Work instruction
The response must be made up of the lines in the entries below that contain "MarkerProbe".

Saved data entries
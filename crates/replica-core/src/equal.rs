//! Deep structural equality
//!
//! [`Comparator`] decides whether two value graphs are structurally equal.
//! Each call walks both graphs in lockstep, keeping the pairs currently
//! under comparison in a [`PairRegistry`] so cyclic inputs terminate: a pair
//! met again while still on the path is equal exactly when both sides were
//! entered against each other. Pairs that finish equal are remembered for
//! the rest of the call, so shared substructure is compared once.
//!
//! The same walk also implements partial matching ([`Comparator::is_match`]),
//! where the left-hand side only has to be contained in the right-hand side.

use crate::config::EqualityConfig;
use crate::registry::PairRegistry;
use crate::stack::ensure_sufficient_stack;
use crate::tag::{Tag, classify};
use crate::wrapped::{MarkerProbe, NoProbe, WrapperProbe};
use replica_value::{GcRef, JsObject, PropertyKey, Value};

/// Per-pair override: `Some` decides the pair, `None` defers to the
/// default rules.
pub type Customizer<'a> = &'a dyn Fn(&Value, &Value) -> Option<bool>;

/// Configurable equality engine
pub struct Comparator<'a> {
    config: EqualityConfig,
    probe: Box<dyn WrapperProbe>,
    customizer: Option<Customizer<'a>>,
}

impl Default for Comparator<'_> {
    fn default() -> Self {
        Self::with_config(EqualityConfig::default())
    }
}

impl<'a> Comparator<'a> {
    /// Comparator with default settings
    pub fn new() -> Self {
        Self::default()
    }

    /// Comparator with the given settings
    pub fn with_config(config: EqualityConfig) -> Self {
        let probe: Box<dyn WrapperProbe> = if config.unwrap_wrappers {
            Box::new(MarkerProbe::new(&config.wrapper_marker))
        } else {
            Box::new(NoProbe)
        };
        Self {
            config,
            probe,
            customizer: None,
        }
    }

    /// Active settings
    pub fn config(&self) -> &EqualityConfig {
        &self.config
    }

    /// Replace the wrapper probe
    pub fn probe(mut self, probe: impl WrapperProbe + 'static) -> Self {
        self.probe = Box::new(probe);
        self
    }

    /// Install a customizer consulted before the default rules on every pair
    pub fn customizer<'b>(self, customizer: Customizer<'b>) -> Comparator<'b> {
        Comparator {
            config: self.config,
            probe: self.probe,
            customizer: Some(customizer),
        }
    }

    /// Deep structural equality
    pub fn is_equal(&self, a: &Value, b: &Value) -> bool {
        Walk::new(self, false).equal(a, b)
    }

    /// Whether `object` contains everything in `source`: every enumerable
    /// own key of `source` is present on `object` (own or inherited) with a
    /// partially-equal value. A non-object `source` is compared with
    /// [`Comparator::is_equal`].
    pub fn is_match(&self, object: &Value, source: &Value) -> bool {
        let Some(src) = source.as_object() else {
            return self.is_equal(object, source);
        };
        let keys = src.own_enumerable_keys();
        let Some(obj) = object.as_object() else {
            return keys.is_empty();
        };

        let mut walk = Walk::new(self, true);
        for key in &keys {
            if !obj.has_property(key) {
                return false;
            }
            let (Ok(expected), Ok(actual)) = (read(src, key), read(obj, key)) else {
                return false;
            };
            if !walk.equal(&expected, &actual) {
                return false;
            }
        }
        true
    }

    /// Strict equality with the configured treatment of `-0`
    fn same(&self, a: &Value, b: &Value) -> bool {
        if self.config.distinguish_negative_zero {
            if let (Value::Number(x), Value::Number(y)) = (a, b) {
                if *x == 0.0 && *y == 0.0 {
                    return x.is_sign_negative() == y.is_sign_negative();
                }
            }
        }
        a.strict_equals(b)
    }

    fn same_primitive(&self, a: &Value, b: &Value) -> bool {
        self.same(a, b) || (a.is_nan() && b.is_nan())
    }
}

/// State of one top-level comparison
struct Walk<'c, 'a> {
    cmp: &'c Comparator<'a>,
    pairs: PairRegistry,
    partial: bool,
}

impl<'c, 'a> Walk<'c, 'a> {
    fn new(cmp: &'c Comparator<'a>, partial: bool) -> Self {
        Self {
            cmp,
            pairs: PairRegistry::new(),
            partial,
        }
    }

    fn equal(&mut self, a: &Value, b: &Value) -> bool {
        if let Some(customizer) = self.cmp.customizer {
            if let Some(result) = customizer(a, b) {
                return result;
            }
        }
        if self.cmp.same(a, b) {
            return true;
        }
        if a.is_primitive() && b.is_primitive() {
            return a.is_nan() && b.is_nan();
        }
        if a.is_nullish() || b.is_nullish() {
            return false;
        }
        ensure_sufficient_stack(|| self.equal_deep(a, b))
    }

    fn equal_deep(&mut self, a: &Value, b: &Value) -> bool {
        let a_bucket = classify(a).comparison_bucket();
        let b_bucket = classify(b).comparison_bucket();
        let a_is_obj = a_bucket == Tag::Object;
        let b_is_obj = b_bucket == Tag::Object;

        if a_bucket == b_bucket && !a_is_obj {
            return self.equal_by_tag(a, b, a_bucket);
        }

        if !self.partial {
            let a_inner = if a_is_obj { self.unwrap(a) } else { None };
            let b_inner = if b_is_obj { self.unwrap(b) } else { None };
            if a_inner.is_some() || b_inner.is_some() {
                tracing::trace!(target: "replica::equal", "comparing wrapped values");
                let a = a_inner.unwrap_or_else(|| a.clone());
                let b = b_inner.unwrap_or_else(|| b.clone());
                return self.equal(&a, &b);
            }
        }

        if a_bucket != b_bucket {
            return false;
        }
        match (a.as_object(), b.as_object()) {
            (Some(x), Some(y)) => self.equal_objects(x, y),
            _ => false,
        }
    }

    fn unwrap(&self, value: &Value) -> Option<Value> {
        self.cmp
            .probe
            .unwrap(value)
            .filter(|inner| !inner.same_object(value))
    }

    fn equal_by_tag(&mut self, a: &Value, b: &Value, bucket: Tag) -> bool {
        if matches!(
            bucket,
            Tag::Boolean | Tag::Number | Tag::String | Tag::BigInt | Tag::Symbol
        ) {
            return self.cmp.same_primitive(&unbox(a), &unbox(b));
        }
        let (Some(x), Some(y)) = (a.as_object(), b.as_object()) else {
            return false;
        };
        match bucket {
            Tag::Array => self.equal_arrays(x, y),
            Tag::Map => self.equal_maps(x, y),
            Tag::Set => self.equal_sets(x, y),
            Tag::Date => match (x.date_value(), y.date_value()) {
                (Some(p), Some(q)) => p == q || (p.is_nan() && q.is_nan()),
                _ => false,
            },
            Tag::RegExp => match (x.regexp_data(), y.regexp_data()) {
                (Some(p), Some(q)) => p.source() == q.source() && p.flags() == q.flags(),
                _ => false,
            },
            Tag::Error => x.error_name() == y.error_name() && x.error_message() == y.error_message(),
            Tag::TypedArray(_) => match (x.typed_array_data(), y.typed_array_data()) {
                (Some(p), Some(q)) => p.byte_length() == q.byte_length() && p.bytes() == q.bytes(),
                _ => false,
            },
            Tag::ArrayBuffer => match (x.array_buffer_data(), y.array_buffer_data()) {
                (Some(p), Some(q)) => p.byte_length() == q.byte_length() && p.to_vec() == q.to_vec(),
                _ => false,
            },
            Tag::DataView => match (x.data_view_data(), y.data_view_data()) {
                (Some(p), Some(q)) => {
                    p.byte_length() == q.byte_length()
                        && p.byte_offset() == q.byte_offset()
                        && whole_buffer(p.buffer()) == whole_buffer(q.buffer())
                }
                _ => false,
            },
            // Functions and host objects are equal only by identity
            _ => false,
        }
    }

    fn equal_arrays(&mut self, x: &GcRef<JsObject>, y: &GcRef<JsObject>) -> bool {
        let a = holes_as_undefined(x.elements());
        let b = holes_as_undefined(y.elements());
        if a.len() != b.len() && !(self.partial && b.len() > a.len()) {
            return false;
        }
        if let Some(result) = self.pairs.lookup(x, y) {
            return result;
        }

        self.pairs.enter(x, y);
        let result = if self.partial {
            self.match_unordered(&a, &b)
        } else {
            a.iter().zip(b.iter()).all(|(p, q)| self.equal(p, q))
        };
        self.pairs.exit(x, y, result);
        result
    }

    fn equal_maps(&mut self, x: &GcRef<JsObject>, y: &GcRef<JsObject>) -> bool {
        if !self.sizes_compatible(x, y) {
            return false;
        }
        if let Some(result) = self.pairs.lookup(x, y) {
            return result;
        }

        self.pairs.enter(x, y);
        let (a, b) = (x.map_entries(), y.map_entries());
        let mut consumed = vec![false; b.len()];
        let mut result = true;
        for (key, value) in &a {
            let mut found = false;
            for (i, (other_key, other_value)) in b.iter().enumerate() {
                if !consumed[i] && self.equal(key, other_key) && self.equal(value, other_value) {
                    consumed[i] = true;
                    found = true;
                    break;
                }
            }
            if !found {
                result = false;
                break;
            }
        }
        self.pairs.exit(x, y, result);
        result
    }

    fn equal_sets(&mut self, x: &GcRef<JsObject>, y: &GcRef<JsObject>) -> bool {
        if !self.sizes_compatible(x, y) {
            return false;
        }
        if let Some(result) = self.pairs.lookup(x, y) {
            return result;
        }

        self.pairs.enter(x, y);
        let result = self.match_unordered(&x.set_values(), &y.set_values());
        self.pairs.exit(x, y, result);
        result
    }

    fn sizes_compatible(&self, x: &GcRef<JsObject>, y: &GcRef<JsObject>) -> bool {
        let (a, b) = (x.collection_size(), y.collection_size());
        a == b || (self.partial && b > a)
    }

    /// Every element of `a` pairs with a distinct element of `b`
    fn match_unordered(&mut self, a: &[Value], b: &[Value]) -> bool {
        let mut consumed = vec![false; b.len()];
        for value in a {
            let mut found = false;
            for (i, other) in b.iter().enumerate() {
                if !consumed[i] && self.equal(value, other) {
                    consumed[i] = true;
                    found = true;
                    break;
                }
            }
            if !found {
                return false;
            }
        }
        true
    }

    fn equal_objects(&mut self, x: &GcRef<JsObject>, y: &GcRef<JsObject>) -> bool {
        let keys = x.own_enumerable_keys();
        if !self.partial && keys.len() != y.own_enumerable_keys().len() {
            return false;
        }
        for key in &keys {
            let present = if self.partial {
                y.has_property(key)
            } else {
                y.has_own(key)
            };
            if !present {
                return false;
            }
        }
        if let Some(result) = self.pairs.lookup(x, y) {
            return result;
        }

        self.pairs.enter(x, y);
        let mut result = true;
        let mut skip_ctor = self.partial;
        for key in &keys {
            let (a, b) = match (read(x, key), read(y, key)) {
                (Ok(a), Ok(b)) => (a, b),
                (Err(error), _) | (_, Err(error)) => {
                    tracing::debug!(
                        target: "replica::equal",
                        ?key,
                        %error,
                        "getter failed, treating objects as unequal"
                    );
                    result = false;
                    break;
                }
            };
            if !self.equal(&a, &b) {
                result = false;
                break;
            }
            skip_ctor |= key.as_str() == Some("constructor");
        }
        if result && !skip_ctor && !constructors_match(x, y) {
            tracing::trace!(target: "replica::equal", "constructor mismatch");
            result = false;
        }
        self.pairs.exit(x, y, result);
        result
    }
}

/// Constructors differ only when both sides have one and at least one of
/// them is user-defined.
fn constructors_match(x: &JsObject, y: &JsObject) -> bool {
    match (x.constructor(), y.constructor()) {
        (Some(p), Some(q)) => p.same_as(&q) || (p.is_intrinsic() && q.is_intrinsic()),
        _ => true,
    }
}

fn read(obj: &GcRef<JsObject>, key: &PropertyKey) -> Result<Value, String> {
    obj.get(key, &Value::object(obj.clone()))
}

fn unbox(value: &Value) -> Value {
    match value.as_object().and_then(|o| o.boxed_value()) {
        Some(inner) => inner.clone(),
        None => value.clone(),
    }
}

fn holes_as_undefined(elements: Vec<Option<Value>>) -> Vec<Value> {
    elements.into_iter().map(Option::unwrap_or_default).collect()
}

fn whole_buffer(buffer: &GcRef<JsObject>) -> Option<Vec<u8>> {
    buffer.array_buffer_data().map(|b| b.to_vec())
}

Answer space
use crate::wrapped::{MarkerProbe, NoProbe, WrapperProbe};
            Box::new(MarkerProbe::new(&config.wrapper_marker))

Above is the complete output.